|Hye Sook Lee1;Il Han Choo1;Dong Young Lee1,2;Jee Wook Kim1;Eun Hyun Seo2;Shin Gyeom Kim3;Shin Young Park4;Ji Hye Shin1;Ki Woong Kim5; and Jong Inn Woo1,2;
1;Departments of Neuropsychiatry and
2;Interdisciplinary Program for Cognitive Science, College of Medicine, Seoul National University, Seoul,
3;Department of Neuropsychiatry, College of Medicine, Soonchunhyang University, Bucheon Hospital, Bucheon,
4;Department of Neuropsychiatry, Daerim St. Mary's Hospital, Seoul,
5;Department of Neuropsychiatry, College of Medicine, Seoul National University, Bundang Hospital, Seongnam, Korea
Objective : Depression is a very common symptom in people with mild cognitive
impairment (MCI), a preclinical stage of Alzheimer's disease (AD), and in those
with clinically evident AD. Moreover, MCI individuals with depression show a
higher conversion rate to clinical AD than those without depression. This study
aimed to elucidate the functional neuroanatomical substrate of depression in
Methods : Thirty-six patients were recruited from a University Hospital-based
cohort; 18 of these subjects had MCI with depression (MCI_D); the remaining 18
subjects were age- and gender-matched, and had MCI with no depression (MCI_ND).
For comparison, 16 cognitively normal (CN) elderly individuals were also
included. All subjects underwent Fluorodeoxyglucose Positron Emission Tomography
(FDG-PET) scanning and regional cerebral glucose metabolism was compared among
the three groups by a voxel-based method. The relationship between severity of
depression, as measured by Hamilton Rating Scale for Depression (HRSD) scores,
and glucose metabolism was also investigated.

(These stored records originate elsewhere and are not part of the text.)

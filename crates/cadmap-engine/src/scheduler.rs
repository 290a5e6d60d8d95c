// SPDX-License-Identifier: Apache-2.0
// © James Ross Ω FLYING•ROBOTS <https://github.com/flyingrobots>
//! Viewport-driven layer attach/show/hide/evict scheduling.
//!
//! A layer is in one of three surface states: detached, attached-and-shown,
//! or attached-and-hidden. Leaving the zoom window only hides a layer so
//! crossing a zoom boundary back and forth never re-downloads tiles; the LRU
//! capacity bound is the only thing that detaches a wanted layer.

use std::collections::{HashMap, HashSet, VecDeque};

use cadmap_port::{MapCommand, MapPort, PortError};
use thiserror::Error;
use tracing::{debug, info, warn};

use crate::registry::{LayerDescriptor, LayerRegistry};

/// Default maximum number of concurrently attached layers.
pub const DEFAULT_CAPACITY: usize = 5;

/// Scheduler errors.
#[derive(Debug, Clone, PartialEq, Eq, Error)]
pub enum SchedulerError {
    /// The id is not in the registry.
    #[error("unknown layer: {0}")]
    UnknownLayer(String),
}

/// A layer whose source and styles are on the surface.
#[derive(Debug, Clone, PartialEq)]
pub struct ActiveLayerEntry {
    /// Descriptor the layer was attached from.
    pub descriptor: LayerDescriptor,
    /// Attach sequence number (monotonic per scheduler).
    pub attached_at: u64,
    /// Whether the styles are currently displayed.
    pub visible: bool,
}

/// What one scheduling pass changed on the surface.
#[derive(Debug, Clone, Default, PartialEq, Eq)]
pub struct ScheduleReport {
    /// Layers newly attached.
    pub attached: Vec<String>,
    /// Layers detached to make room (or explicitly).
    pub detached: Vec<String>,
    /// Attached layers switched to displayed.
    pub shown: Vec<String>,
    /// Attached layers switched to hidden.
    pub hidden: Vec<String>,
    /// Layers whose attach failed; retried on the next settle.
    pub failed: Vec<String>,
}

impl ScheduleReport {
    /// True when nothing changed.
    pub fn is_empty(&self) -> bool {
        self.attached.is_empty()
            && self.detached.is_empty()
            && self.shown.is_empty()
            && self.hidden.is_empty()
            && self.failed.is_empty()
    }
}

/// Keeps attached layers consistent with zoom and user toggles under a capacity bound.
#[derive(Debug, Clone)]
pub struct ViewportLayerScheduler {
    registry: LayerRegistry,
    capacity: usize,
    zoom: Option<u8>,
    wanted: HashSet<String>,
    active: HashMap<String, ActiveLayerEntry>,
    lru: VecDeque<String>,
    attach_seq: u64,
}

impl ViewportLayerScheduler {
    /// New scheduler over `registry` with at most `capacity` attached layers (minimum 1).
    pub fn new(registry: LayerRegistry, capacity: usize) -> Self {
        Self {
            registry,
            capacity: capacity.max(1),
            zoom: None,
            wanted: HashSet::new(),
            active: HashMap::new(),
            lru: VecDeque::new(),
            attach_seq: 0,
        }
    }

    /// Layer catalog.
    pub fn registry(&self) -> &LayerRegistry {
        &self.registry
    }

    /// Capacity bound.
    pub fn capacity(&self) -> usize {
        self.capacity
    }

    /// Zoom of the last settle, if any.
    pub fn current_zoom(&self) -> Option<u8> {
        self.zoom
    }

    /// Handle a settled viewport at integer `zoom`.
    ///
    /// Wanted layers are visited in registry order. When more wanted layers
    /// are in range than the capacity allows, every settle attaches the
    /// missing ones and evicts the least recently used in turn, so the
    /// attached set rotates through them. The capacity bound wins over
    /// tile reuse here; the settle never skips a wanted in-range layer.
    pub fn on_viewport_settled(&mut self, zoom: u8, port: &mut dyn MapPort) -> ScheduleReport {
        self.zoom = Some(zoom);
        let mut report = ScheduleReport::default();
        let wanted: Vec<LayerDescriptor> = self
            .registry
            .all()
            .iter()
            .filter(|l| self.wanted.contains(&l.id))
            .cloned()
            .collect();
        for desc in wanted {
            let in_range = desc.in_range(zoom);
            let attached = self.active.contains_key(&desc.id);
            match (attached, in_range) {
                (false, true) => self.attach(&desc, port, &mut report),
                (false, false) => {}
                (true, true) => {
                    self.show(&desc.id, port, &mut report);
                    self.touch(&desc.id);
                }
                (true, false) => self.hide(&desc.id, port, &mut report),
            }
        }
        if !report.is_empty() {
            debug!(zoom, ?report, "viewport settled");
        }
        report
    }

    /// User toggle for a layer.
    ///
    /// Turning off only hides. Turning on attaches immediately when the last
    /// settled zoom is in range, otherwise the layer waits for the next settle.
    pub fn set_visible(
        &mut self,
        id: &str,
        on: bool,
        port: &mut dyn MapPort,
    ) -> Result<ScheduleReport, SchedulerError> {
        let desc = self
            .registry
            .by_id(id)
            .cloned()
            .ok_or_else(|| SchedulerError::UnknownLayer(id.to_owned()))?;
        let mut report = ScheduleReport::default();
        if !on {
            self.wanted.remove(id);
            if self.active.contains_key(id) {
                self.hide(id, port, &mut report);
            }
            return Ok(report);
        }
        self.wanted.insert(id.to_owned());
        match self.zoom {
            Some(zoom) if desc.in_range(zoom) => {
                if self.active.contains_key(id) {
                    self.show(id, port, &mut report);
                    self.touch(id);
                } else {
                    self.attach(&desc, port, &mut report);
                }
            }
            _ => debug!(layer = id, "queued until the zoom is in range"),
        }
        Ok(report)
    }

    /// Detach a layer explicitly. Returns false if it was not attached.
    pub fn detach_layer(&mut self, id: &str, port: &mut dyn MapPort) -> bool {
        let mut report = ScheduleReport::default();
        self.detach(id, port, &mut report);
        !report.detached.is_empty()
    }

    /// Detach everything (navigation away). User toggles are kept.
    pub fn detach_all(&mut self, port: &mut dyn MapPort) -> Vec<String> {
        let mut report = ScheduleReport::default();
        let ids: Vec<String> = self.lru.iter().cloned().collect();
        for id in ids {
            self.detach(&id, port, &mut report);
        }
        report.detached
    }

    /// Whether the user toggle for `id` is on.
    pub fn is_wanted(&self, id: &str) -> bool {
        self.wanted.contains(id)
    }

    /// Whether the layer's source is on the surface.
    pub fn is_attached(&self, id: &str) -> bool {
        self.active.contains_key(id)
    }

    /// Whether the layer is attached and displayed.
    pub fn is_shown(&self, id: &str) -> bool {
        self.active.get(id).is_some_and(|e| e.visible)
    }

    /// Active entry for an attached layer.
    pub fn entry(&self, id: &str) -> Option<&ActiveLayerEntry> {
        self.active.get(id)
    }

    /// Attached layer ids, least recently used first.
    pub fn attached_ids(&self) -> Vec<String> {
        self.lru.iter().cloned().collect()
    }

    /// Primary style ids of attached, displayed layers, least recently used first.
    ///
    /// Feature queries are restricted to these so hidden or detached layers
    /// never answer pointer events.
    pub fn interactive_styles(&self) -> Vec<String> {
        self.lru
            .iter()
            .filter_map(|id| self.active.get(id))
            .filter(|e| e.visible)
            .map(|e| e.descriptor.primary_style_id())
            .collect()
    }

    /// Ids of layers toggled on, in registry order.
    pub fn visible_flags(&self) -> Vec<String> {
        self.registry
            .all()
            .iter()
            .filter(|l| self.wanted.contains(&l.id))
            .map(|l| l.id.clone())
            .collect()
    }

    fn attach(&mut self, desc: &LayerDescriptor, port: &mut dyn MapPort, report: &mut ScheduleReport) {
        if self.active.contains_key(&desc.id) {
            return;
        }
        if let Err(err) = add_to_surface(desc, port) {
            warn!(layer = %desc.id, error = %err, "attach failed; retrying on next settle");
            report.failed.push(desc.id.clone());
            return;
        }
        for style in desc.style_ids() {
            if let Err(err) = port.apply(&MapCommand::BindPointer { id: style.clone() }) {
                warn!(style = %style, error = %err, "pointer binding failed");
            }
        }
        self.attach_seq += 1;
        self.active.insert(
            desc.id.clone(),
            ActiveLayerEntry {
                descriptor: desc.clone(),
                attached_at: self.attach_seq,
                visible: true,
            },
        );
        self.lru.push_back(desc.id.clone());
        report.attached.push(desc.id.clone());
        info!(layer = %desc.id, seq = self.attach_seq, "layer attached");
        self.enforce_capacity(&desc.id, port, report);
    }

    fn enforce_capacity(&mut self, keep: &str, port: &mut dyn MapPort, report: &mut ScheduleReport) {
        while self.active.len() > self.capacity {
            let Some(victim) = self.lru.iter().find(|id| id.as_str() != keep).cloned() else {
                break;
            };
            debug!(layer = %victim, "evicting least recently used layer");
            self.detach(&victim, port, report);
        }
    }

    fn detach(&mut self, id: &str, port: &mut dyn MapPort, report: &mut ScheduleReport) {
        let Some(entry) = self.active.remove(id) else {
            return;
        };
        self.lru.retain(|l| l != id);
        let styles = entry.descriptor.style_ids();
        for style in &styles {
            log_port_error(port.apply(&MapCommand::UnbindPointer { id: style.clone() }));
        }
        for style in styles.iter().rev() {
            log_port_error(port.apply(&MapCommand::RemoveStyleLayer { id: style.clone() }));
        }
        log_port_error(port.apply(&MapCommand::RemoveSource { id: id.to_owned() }));
        report.detached.push(id.to_owned());
        info!(layer = id, "layer detached");
    }

    fn show(&mut self, id: &str, port: &mut dyn MapPort, report: &mut ScheduleReport) {
        if self.set_displayed(id, true, port) {
            report.shown.push(id.to_owned());
        }
    }

    fn hide(&mut self, id: &str, port: &mut dyn MapPort, report: &mut ScheduleReport) {
        if self.set_displayed(id, false, port) {
            report.hidden.push(id.to_owned());
        }
    }

    fn set_displayed(&mut self, id: &str, visible: bool, port: &mut dyn MapPort) -> bool {
        let Some(entry) = self.active.get_mut(id) else {
            return false;
        };
        if entry.visible == visible {
            return false;
        }
        entry.visible = visible;
        for style in entry.descriptor.style_ids() {
            log_port_error(port.apply(&MapCommand::SetVisibility { id: style, visible }));
        }
        true
    }

    fn touch(&mut self, id: &str) {
        if let Some(pos) = self.lru.iter().position(|l| l == id) {
            if let Some(moved) = self.lru.remove(pos) {
                self.lru.push_back(moved);
            }
        }
    }
}

/// Add source then styles; roll back whatever was added if any step fails.
fn add_to_surface(desc: &LayerDescriptor, port: &mut dyn MapPort) -> Result<(), PortError> {
    port.apply(&MapCommand::AddSource(desc.source_def()))?;
    let mut added: Vec<String> = Vec::new();
    for style in desc.style_defs() {
        let id = style.id.clone();
        if let Err(err) = port.apply(&MapCommand::AddStyleLayer(style)) {
            for done in added.iter().rev() {
                log_port_error(port.apply(&MapCommand::RemoveStyleLayer { id: done.clone() }));
            }
            log_port_error(port.apply(&MapCommand::RemoveSource {
                id: desc.id.clone(),
            }));
            return Err(err);
        }
        added.push(id);
    }
    Ok(())
}

fn log_port_error(result: Result<(), PortError>) {
    if let Err(err) = result {
        warn!(error = %err, "draw surface rejected command");
    }
}
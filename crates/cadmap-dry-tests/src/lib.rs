// SPDX-License-Identifier: Apache-2.0
// © James Ross Ω FLYING•ROBOTS <https://github.com/flyingrobots>
//! Shared test doubles and fixtures for cadmap crates.
#![forbid(unsafe_code)]
//!
//! # Modules
//!
//! - [`api`] - Scripted [`cadmap_api_client::ParcelApi`] fake
//! - [`config`] - In-memory config store fake for testing without filesystem
//! - [`fixtures`] - Parcel, feature and catalog builders
//! - [`map`] - Recording [`cadmap_port::MapPort`] that tracks surface state

pub mod api;
pub mod config;
pub mod fixtures;
pub mod map;

pub use api::FakeParcelApi;
pub use config::InMemoryConfigStore;
pub use fixtures::{catalog_entry, category_feature, parcel, parcel_feature, square};
pub use map::RecordingMapPort;
impl Highlight {
    /// Creates a highlight with default emphasis.
    pub fn at(timestamp: f64) -> Self {
        Self {
            timestamp,
            emphasis: EmphasisStyle::default(),
        }
    }

    /// Returns a copy with a different emphasis style.
    pub fn with_emphasis(self, emphasis: EmphasisStyle) -> Self {
        Self { emphasis, ..self }
    }
}

/// Non-fatal condition reported alongside a usable layout.
#[derive(Debug, Clone, PartialEq, Serialize, Deserialize)]
#[serde(tag = "kind", rename_all = "snake_case")]
pub enum LayoutWarning {
    /// Highlight lies after the end of the video and was dropped.
    HighlightBeyondDuration {
        /// Offending timestamp in seconds.
        timestamp: f64,
        /// Video duration in seconds.
        duration: f64,
    },
    /// More highlights than cells; only the first `available` are used.
    TooManyHighlights {
        /// Highlight count after filtering.
        requested: usize,
        /// Cells available for highlights.
        available: usize,
    },
    /// Same timestamp marked twice; the repeat was dropped.
    DuplicateHighlight {
        /// Repeated timestamp in seconds.
        timestamp: f64,
    },
}

impl fmt::Display for LayoutWarning {
    fn fmt(&self, f: &mut fmt::Formatter<'_>) -> fmt::Result {
        match self {
            LayoutWarning::HighlightBeyondDuration {
                timestamp,
                duration,
            } => write!(
                f,
                "timestamp {} exceeds video duration ({duration:.1}s)",
                format_timestamp(*timestamp)
            ),
            LayoutWarning::TooManyHighlights {
                requested,
                available,
            } => write!(
                f,
                "{requested} highlights but only {available} cells; using the first {available}"
            ),
            LayoutWarning::DuplicateHighlight { timestamp } => {
                write!(f, "duplicate highlight at {}", format_timestamp(*timestamp))
            }
        }
    }
}

/// Highlights that survived validation plus the warnings raised on the way.
#[derive(Debug, Clone, Default, PartialEq)]
pub struct HighlightSelection {
    /// Accepted highlights in ascending timestamp order.
    pub highlights: Vec<Highlight>,
    /// Conditions the caller should surface to the user.
    pub warnings: Vec<LayoutWarning>,
}
#![warn(missing_docs)]
//! # fingerprint-sampling
//!
//! ## Purpose
//! Decides which timestamps get extracted and which cells receive highlight
//! frames.
//!
//! ## Responsibilities
//! - Partition the timeline into highlight zones and plain segments.
//! - Allocate regular frames with a density boost inside highlight zones.
//! - Map highlight timestamps to cells by timeline position or by cell area.
//! - Provide the even-spacing helpers used by plain extraction.
//!
//! ## Data flow
//! Validated highlight times -> [`build_segments`] ->
//! [`compute_weighted_timestamps`] -> regular frame timestamps.
//! Highlight times -> [`assign_highlights_to_cells_temporal`] (grid and
//! weighted layouts) or [`assign_highlights_to_cells`] (quadtree layouts) ->
//! highlight cell indices.
//!
//! ## Error model
//! Zero frame counts and unusable durations fail with [`SamplingError`].
//! Missing highlights or a non-positive boost are not errors; sampling falls
//! back to even spacing.

use fingerprint_core::{Cell, CoreError, require_positive, validate_duration};
use serde::{Deserialize, Serialize};
use thiserror::Error;

/// Share of the video duration used as the maximum zone radius.
pub const ZONE_RADIUS_FRACTION: f64 = 0.10;

/// Gap kept between the last sampled timestamp and the end of the video.
pub const END_MARGIN_SECONDS: f64 = 0.01;

/// Default density multiplier for highlight zones.
pub const DEFAULT_BOOST_FACTOR: f64 = 2.0;

/// Oversampling factor applied when black frames will be filtered out.
pub const BLACK_FRAME_OVERSAMPLE: f64 = 1.2;

/// Contiguous `[start, end)` slice of the timeline.
#[derive(Debug, Clone, Copy, PartialEq, Serialize, Deserialize)]
pub struct Segment {
    /// Inclusive start in seconds.
    pub start: f64,
    /// Exclusive end in seconds.
    pub end: f64,
    /// Whether this slice surrounds one or more highlights.
    pub is_highlight_zone: bool,
}

impl Segment {
    /// Segment length in seconds.
    pub fn duration(&self) -> f64 {
        self.end - self.start
    }
}

/// Partitions `[0, duration)` into alternating plain and highlight segments.
///
/// # Semantics
/// Each highlight gets a zone of radius
/// `min(10% of duration, half the gap to each neighbour)`, clamped to the
/// timeline. Overlapping or touching zones merge. Highlights outside
/// `[0, duration]` are ignored.
pub fn build_segments(duration: f64, highlight_times: &[f64]) -> Vec<Segment> {
    let highlights = in_range_sorted(highlight_times, duration);
    let max_radius = ZONE_RADIUS_FRACTION * duration;

    let mut merged: Vec<(f64, f64)> = Vec::with_capacity(highlights.len());
    for (index, &time) in highlights.iter().enumerate() {
        let mut radius = max_radius;
        if index > 0 {
            radius = radius.min((time - highlights[index - 1]) / 2.0);
        }
        if let Some(next) = highlights.get(index + 1) {
            radius = radius.min((next - time) / 2.0);
        }
        let start = (time - radius).max(0.0);
        let end = (time + radius).min(duration);

        match merged.last_mut() {
            Some(last) if start <= last.1 => last.1 = last.1.max(end),
            _ => merged.push((start, end)),
        }
    }

    let mut segments = Vec::with_capacity(merged.len() * 2 + 1);
    let mut cursor = 0.0;
    for (start, end) in merged {
        if cursor < start {
            segments.push(Segment {
                start: cursor,
                end: start,
                is_highlight_zone: false,
            });
        }
        segments.push(Segment {
            start,
            end,
            is_highlight_zone: true,
        });
        cursor = end;
    }
    if cursor < duration {
        segments.push(Segment {
            start: cursor,
            end: duration,
            is_highlight_zone: false,
        });
    }

    segments
}

/// Computes `num_frames` regular-frame timestamps, denser near highlights.
///
/// # Semantics
/// Each segment gets `round(weight / total_weight * num_frames)` frames,
/// where zone weight is `duration * boost_factor` and plain weight is its
/// duration. Rounding drift goes to the segment with the largest allocation.
/// Frames sit at evenly spaced midpoints inside their segment and are clamped
/// to `[0, duration - 0.01]`.
///
/// Without in-range highlights, with `boost_factor <= 0`, or with zero total
/// weight, frames are evenly spaced midpoints over the whole video.
///
/// # Errors
/// Returns [`SamplingError::Core`] when `num_frames == 0` or `duration` is
/// not a positive finite number.
pub fn compute_weighted_timestamps(
    duration: f64,
    num_frames: usize,
    highlight_times: &[f64],
    boost_factor: f64,
) -> Result<Vec<f64>, SamplingError> {
    require_positive("frame count", num_frames)?;
    let duration = validate_duration(duration)?;

    if in_range_sorted(highlight_times, duration).is_empty()
        || boost_factor.is_nan()
        || boost_factor <= 0.0
    {
        tracing::debug!(num_frames, boost_factor, "no usable highlights; even spacing");
        return Ok(midpoints(0.0, duration, num_frames));
    }

    let segments = build_segments(duration, highlight_times);
    let weights: Vec<f64> = segments
        .iter()
        .map(|segment| {
            if segment.is_highlight_zone {
                segment.duration() * boost_factor
            } else {
                segment.duration()
            }
        })
        .collect();
    let total_weight: f64 = weights.iter().sum();

    if total_weight <= 0.0 {
        tracing::debug!(num_frames, "zero total weight; even spacing");
        return Ok(midpoints(0.0, duration, num_frames));
    }

    let mut allocation: Vec<i64> = weights
        .iter()
        .map(|weight| (weight / total_weight * num_frames as f64).round_ties_even() as i64)
        .collect();

    let drift = num_frames as i64 - allocation.iter().sum::<i64>();
    if drift != 0
        && let Some(largest) = first_max_index(&allocation)
    {
        allocation[largest] += drift;
    }

    let latest = duration - END_MARGIN_SECONDS;
    let mut timestamps = Vec::with_capacity(num_frames);
    for (segment, count) in segments.iter().zip(allocation) {
        if count <= 0 {
            continue;
        }
        timestamps.extend(
            midpoints(segment.start, segment.end, count as usize)
                .into_iter()
                .map(|time| time.min(latest).max(0.0)),
        );
    }

    timestamps.sort_by(f64::total_cmp);
    Ok(timestamps)
}

/// Evenly spaced midpoints over the whole video, clamped short of the end.
///
/// # Errors
/// Returns [`SamplingError::Core`] when `count == 0` or `duration` is not a
/// positive finite number.
pub fn even_timestamps(duration: f64, count: usize) -> Result<Vec<f64>, SamplingError> {
    require_positive("frame count", count)?;
    let duration = validate_duration(duration)?;
    let latest = duration - END_MARGIN_SECONDS;
    Ok(midpoints(0.0, duration, count)
        .into_iter()
        .map(|time| time.min(latest).max(0.0))
        .collect())
}

/// Maps highlight timestamps to cells by their relative timeline position.
///
/// # Semantics
/// A timestamp's ideal cell is `round(ts / duration * (total_cells - 1))`,
/// clamped to the grid. A taken cell is resolved by probing forward to the
/// end, then backward from `ideal - 1`. Timestamps outside `0..=duration`
/// (and NaN) are skipped. At most `total_cells` highlights are placed; the
/// result is sorted and free of duplicates.
///
/// # Errors
/// Returns [`SamplingError::Core`] when `duration` is not a positive finite
/// number.
pub fn assign_highlights_to_cells_temporal(
    highlight_times: &[f64],
    duration: f64,
    total_cells: usize,
) -> Result<Vec<usize>, SamplingError> {
    let duration = validate_duration(duration)?;
    if total_cells == 0 {
        return Ok(Vec::new());
    }

    let last = total_cells - 1;
    let mut used = vec![false; total_cells];
    let mut assigned = Vec::with_capacity(highlight_times.len().min(total_cells));

    let in_range = highlight_times
        .iter()
        .copied()
        .filter(|time| (0.0..=duration).contains(time));
    for time in in_range.take(total_cells) {
        let ideal = (time / duration * last as f64)
            .round_ties_even()
            .clamp(0.0, last as f64) as usize;

        let slot = if !used[ideal] {
            Some(ideal)
        } else {
            (ideal + 1..total_cells)
                .find(|&index| !used[index])
                .or_else(|| (0..ideal).rev().find(|&index| !used[index]))
        };

        if let Some(index) = slot {
            used[index] = true;
            assigned.push(index);
        }
    }

    assigned.sort_unstable();
    Ok(assigned)
}

/// Picks the `num_highlights` largest cells and returns them in reading order.
///
/// # Semantics
/// Cells are ranked by area descending with a stable sort, so equal areas
/// keep their original order. The chosen indices are returned ascending.
/// `num_highlights` is clamped to the cell count.
pub fn assign_highlights_to_cells(cells: &[Cell], num_highlights: usize) -> Vec<usize> {
    let take = num_highlights.min(cells.len());
    if take == 0 {
        return Vec::new();
    }

    let mut ranked: Vec<(usize, f64)> = cells
        .iter()
        .enumerate()
        .map(|(index, cell)| (index, cell.area()))
        .collect();
    ranked.sort_by(|a, b| b.1.total_cmp(&a.1));

    let mut chosen: Vec<usize> = ranked.into_iter().take(take).map(|(index, _)| index).collect();
    chosen.sort_unstable();
    chosen
}

/// Number of frames to extract so `count` remain after black-frame filtering.
///
/// Skipping black frames extracts 20% more; the result never exceeds the
/// frames available in the video.
pub fn oversampled_count(count: usize, skip_black: bool, available_frames: usize) -> usize {
    let wanted = if skip_black {
        (count as f64 * BLACK_FRAME_OVERSAMPLE) as usize
    } else {
        count
    };
    wanted.min(available_frames)
}

/// Picks `count` evenly spaced items, always keeping the first and last.
///
/// Returns all items when there are not more than `count`.
pub fn evenly_sample<T: Clone>(items: &[T], count: usize) -> Vec<T> {
    let available = items.len();
    if available <= count {
        return items.to_vec();
    }
    match count {
        0 => Vec::new(),
        1 => items[..1].to_vec(),
        _ => (0..count)
            .map(|index| {
                let position = (index * (available - 1)) as f64 / (count - 1) as f64;
                items[position.round_ties_even() as usize].clone()
            })
            .collect(),
    }
}

fn midpoints(start: f64, end: f64, count: usize) -> Vec<f64> {
    let interval = (end - start) / count as f64;
    (0..count)
        .map(|index| start + interval * index as f64 + interval / 2.0)
        .collect()
}

fn in_range_sorted(times: &[f64], duration: f64) -> Vec<f64> {
    let mut sorted: Vec<f64> = times
        .iter()
        .copied()
        .filter(|time| (0.0..=duration).contains(time))
        .collect();
    sorted.sort_by(f64::total_cmp);
    sorted
}

/// First index holding the maximum value.
fn first_max_index(values: &[i64]) -> Option<usize> {
    let mut best: Option<(usize, i64)> = None;
    for (index, &value) in values.iter().enumerate() {
        if best.is_none_or(|(_, current)| value > current) {
            best = Some((index, value));
        }
    }
    best.map(|(index, _)| index)
}

/// Error type for temporal sampling.
#[derive(Debug, Error, PartialEq)]
pub enum SamplingError {
    /// Argument validation failed.
    #[error(transparent)]
    Core(#[from] CoreError),
}

#[cfg(test)]
mod tests {
    //! Unit tests for segment building and collision handling.

    use super::*;

    #[test]
    fn single_highlight_zone_spans_ten_percent_each_side() {
        let segments = build_segments(100.0, &[50.0]);
        assert_eq!(
            segments,
            vec![
                Segment {
                    start: 0.0,
                    end: 40.0,
                    is_highlight_zone: false
                },
                Segment {
                    start: 40.0,
                    end: 60.0,
                    is_highlight_zone: true
                },
                Segment {
                    start: 60.0,
                    end: 100.0,
                    is_highlight_zone: false
                },
            ]
        );
    }

    #[test]
    fn close_highlights_shrink_radius_and_merge() {
        let segments = build_segments(100.0, &[50.0, 54.0]);
        // Radius is half the 4s gap, so both zones touch at 52 and merge.
        assert_eq!(segments.len(), 3);
        assert_eq!(segments[1].start, 48.0);
        assert_eq!(segments[1].end, 56.0);
        assert!(segments[1].is_highlight_zone);
    }

    #[test]
    fn zones_clamp_to_the_timeline() {
        let segments = build_segments(100.0, &[2.0, 100.0]);
        assert_eq!(segments.first().map(|s| s.start), Some(0.0));
        assert!(segments[0].is_highlight_zone);
        assert_eq!(segments.last().map(|s| (s.end, s.is_highlight_zone)), Some((100.0, true)));
    }

    #[test]
    fn drift_goes_to_the_first_largest_allocation() {
        assert_eq!(first_max_index(&[3, 7, 7, 1]), Some(1));
        assert_eq!(first_max_index(&[]), None);
    }

    #[test]
    fn temporal_collisions_probe_forward_then_backward() {
        let assigned = assign_highlights_to_cells_temporal(&[100.0, 100.0, 100.0], 100.0, 3)
            .expect("valid duration");
        assert_eq!(assigned, vec![0, 1, 2]);
    }

    #[test]
    fn temporal_assignment_places_at_most_total_cells() {
        let assigned =
            assign_highlights_to_cells_temporal(&[1.0, 2.0, 3.0, 4.0], 10.0, 2).expect("valid");
        assert_eq!(assigned.len(), 2);
    }

    #[test]
    fn evenly_sample_keeps_both_ends() {
        let items: Vec<u32> = (0..10).collect();
        assert_eq!(evenly_sample(&items, 4), vec![0, 3, 6, 9]);
        assert_eq!(evenly_sample(&items, 1), vec![0]);
        assert_eq!(evenly_sample(&items[..3], 5), vec![0, 1, 2]);
    }

    #[test]
    fn oversampling_caps_at_available_frames() {
        assert_eq!(oversampled_count(100, true, 1_000), 120);
        assert_eq!(oversampled_count(100, true, 110), 110);
        assert_eq!(oversampled_count(100, false, 1_000), 100);
    }
}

Results : MCI_D showed lower glucose metabolism in the right superior frontal
gyrus than MCI_ND. There was a significant negative correlation between HRSD
score and glucose metabolism at the same frontal region for overall MCI
subjects. When compared with CN, both MCI_D and MCI_ND showed decreased glucose
metabolism in the precuneus, while MCI_D had, in addition, reduced metabolism in
other diffuse brain regions.
Conclusion : Given previous observations on depression in AD, our results
suggest that functional disruption of the frontal region, known to be associated
with primary or other secondary depression, underlies depression in preclinical
AD as well as clinically evident AD.
Mild cognitive impairment;Depression;Frontal;Fluorodeoxyglucose Positron Emission Tomography.